On November 10, 1998, a group of intervenors, composed of Sen. Juan Flavier, one of the authors of
the IPRA, Mr. Ponciano Bennagen, a member of the 1986 Constitutional Commission, and the leaders
and members of 112 groups of indigenous peoples (Flavier, et. al), filed their Motion for Leave to
Intervene. They join the NCIP in defending the constitutionality of IPRA and praying for the dismissal
of the petition.
On March 22, 1999, the Commission on Human Rights (CHR) likewise filed a Motion to Intervene
and/or to Appear as Amicus Curiae. The CHR asserts that IPRA is an expression of the principle of
parens patriae and that the State has the responsibility to protect and guarantee the rights of those
who are at a serious disadvantage like indigenous peoples. For this reason it prays that the petition
be dismissed.
On March 23, 1999, another group, composed of the Ikalahan Indigenous People and the Haribon
Foundation for the Conservation of Natural Resources, Inc. (Haribon, et al.), filed a motion to Intervene
with attached Comment-in-Intervention. They agree with the NCIP and Flavier, et al. that IPRA is
consistent with the Constitution and pray that the petition for prohibition and mandamus be dismissed.
The motions for intervention of the aforesaid groups and organizations were granted.

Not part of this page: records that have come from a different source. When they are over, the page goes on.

//! Loads runner settings from environment variables.

use thiserror::Error;
use tracing::debug;
use userflow_domain::{ApiConfig, DEFAULT_BASE_URL, DomainError};

/// Base URL of the users API.
pub const BASE_URL_VAR: &str = "USERFLOW_BASE_URL";
/// Per-request timeout in milliseconds.
pub const TIMEOUT_MS_VAR: &str = "USERFLOW_TIMEOUT_MS";
/// When truthy, the run report is printed as JSON.
pub const REPORT_JSON_VAR: &str = "USERFLOW_REPORT_JSON";

/// Invalid configuration values.
#[derive(Debug, Error, PartialEq, Eq)]
pub enum ConfigError {
    /// The base URL is not an absolute http(s) URL.
    #[error("USERFLOW_BASE_URL: {0}")]
    InvalidBaseUrl(#[from] DomainError),

    /// The timeout is not a positive integer.
    #[error("USERFLOW_TIMEOUT_MS must be a positive integer, got '{0}'")]
    InvalidTimeout(String),
}

/// Settings for one run of the binary.
#[derive(Debug, Clone, PartialEq, Eq)]
pub struct Settings {
    /// Target API.
    pub api: ApiConfig,
    /// Print the run report as JSON.
    pub report_json: bool,
}

/// Loads settings from the process environment.
///
/// # Errors
///
/// Returns `ConfigError` if a variable is set to an invalid value.
pub fn load_settings() -> Result<Settings, ConfigError> {
    load_settings_from(|key| std::env::var(key).ok())
}

/// Loads settings through `lookup`, which maps a variable name to its value.
///
/// Unset or blank variables fall back to their defaults.
///
/// # Errors
///
/// Returns `ConfigError` if a variable is set to an invalid value.
pub fn load_settings_from<F>(lookup: F) -> Result<Settings, ConfigError>
where
    F: Fn(&str) -> Option<String>,
{
    let get = |key: &str| lookup(key).filter(|v| !v.trim().is_empty());

    let base_url = get(BASE_URL_VAR).unwrap_or_else(|| DEFAULT_BASE_URL.to_string());
    let mut api = ApiConfig::new(base_url.trim())?;

    if let Some(raw) = get(TIMEOUT_MS_VAR) {
        let timeout_ms = raw
            .trim()
            .parse::<u64>()
            .ok()
            .filter(|ms| *ms > 0)
            .ok_or_else(|| ConfigError::InvalidTimeout(raw.clone()))?;
        api = api.with_timeout_ms(timeout_ms);
    }

    let report_json = get(REPORT_JSON_VAR)
        .is_some_and(|v| matches!(v.trim().to_ascii_lowercase().as_str(), "1" | "true" | "yes"));

    debug!(
        base_url = %api.base_url(),
        timeout_ms = api.timeout_ms,
        report_json,
        "settings loaded"
    );
    Ok(Settings { api, report_json })
}

#[cfg(test)]
#[allow(clippy::unwrap_used)]
mod tests {
    use super::*;
    use pretty_assertions::assert_eq;
    use std::collections::HashMap;
    use userflow_domain::request::DEFAULT_TIMEOUT_MS;

    fn load(vars: &[(&str, &str)]) -> Result<Settings, ConfigError> {
        let vars: HashMap<String, String> = vars
            .iter()
            .map(|(k, v)| ((*k).to_string(), (*v).to_string()))
            .collect();
        load_settings_from(|key| vars.get(key).cloned())
    }

    #[test]
    fn test_defaults() {
        let settings = load(&[]).unwrap();
        assert_eq!(settings.api.base_url().as_str(), "https://fakestoreapi.com/");
        assert_eq!(settings.api.timeout_ms, DEFAULT_TIMEOUT_MS);
        assert!(!settings.report_json);
    }

    #[test]
    fn test_overrides() {
        let settings = load(&[
            (BASE_URL_VAR, "http://127.0.0.1:9000"),
            (TIMEOUT_MS_VAR, " 2500 "),
            (REPORT_JSON_VAR, "TRUE"),
        ])
        .unwrap();

        assert_eq!(
            settings.api.users_url().unwrap().as_str(),
            "http://127.0.0.1:9000/users"
        );
        assert_eq!(settings.api.timeout_ms, 2500);
        assert!(settings.report_json);
    }

    #[test]
    fn test_blank_values_use_defaults() {
        let settings = load(&[(BASE_URL_VAR, "  "), (TIMEOUT_MS_VAR, "")]).unwrap();
        assert_eq!(settings.api.timeout_ms, DEFAULT_TIMEOUT_MS);
    }

    #[test]
    fn test_invalid_base_url() {
        let err = load(&[(BASE_URL_VAR, "ftp://example.com")]).unwrap_err();
        assert!(matches!(err, ConfigError::InvalidBaseUrl(_)));
        assert!(err.to_string().starts_with("USERFLOW_BASE_URL: "));
    }

    #[test]
    fn test_invalid_timeout() {
        assert_eq!(
            load(&[(TIMEOUT_MS_VAR, "0")]).unwrap_err(),
            ConfigError::InvalidTimeout("0".to_string())
        );
        assert!(load(&[(TIMEOUT_MS_VAR, "soon")]).is_err());
    }
}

Oral arguments were heard on April 13, 1999. Thereafter, the parties and intervenors filed their
respective memoranda in which they reiterate the arguments adduced in their earlier pleadings and
during the hearing.
Petitioners assail the constitutionality of the following provisions of the IPRA and its Implementing
Rules on the ground that they amount to an unlawful deprivation of the State’s ownership over lands
of the public domain as well as minerals and other natural resources therein, in violation of the regalian
doctrine embodied in Section 2, Article XII of the Constitution:
"(1) Section 3(a) which defines the extent and coverage of ancestral domains, and Section 3(b) which,
in turn, defines ancestral lands;
"(2) Section 5, in relation to section 3(a), which provides that ancestral domains including inalienable
public lands, bodies of water, mineral and other resources found within ancestral domains are private
but community property of the indigenous peoples;
"(3) Section 6 in relation to section 3(a) and 3(b) which defines the composition of ancestral domains
and ancestral lands;
"(4) Section 7 which recognizes and enumerates the rights of the indigenous peoples over the
ancestral domains;
(5) Section 8 which recognizes and enumerates the rights of the indigenous peoples over the ancestral
lands;
"(6) Section 57 which provides for priority rights of the indigenous peoples in the harvesting, extraction,
development or exploration of minerals and other natural resources within the areas claimed to be
their ancestral domains, and the right to enter into agreements with nonindigenous peoples for the
development and utilization of natural resources therein for a period not exceeding 25 years,
renewable for not more than 25 years; and
"(7) Section 58 which gives the indigenous peoples the responsibility to maintain, develop, protect and
conserve the ancestral domains and portions thereof which are found to be necessary for critical
watersheds, mangroves, wildlife sanctuaries, wilderness, protected areas, forest cover or
reforestation."2
Petitioners also content that, by providing for an all-encompassing definition of "ancestral domains"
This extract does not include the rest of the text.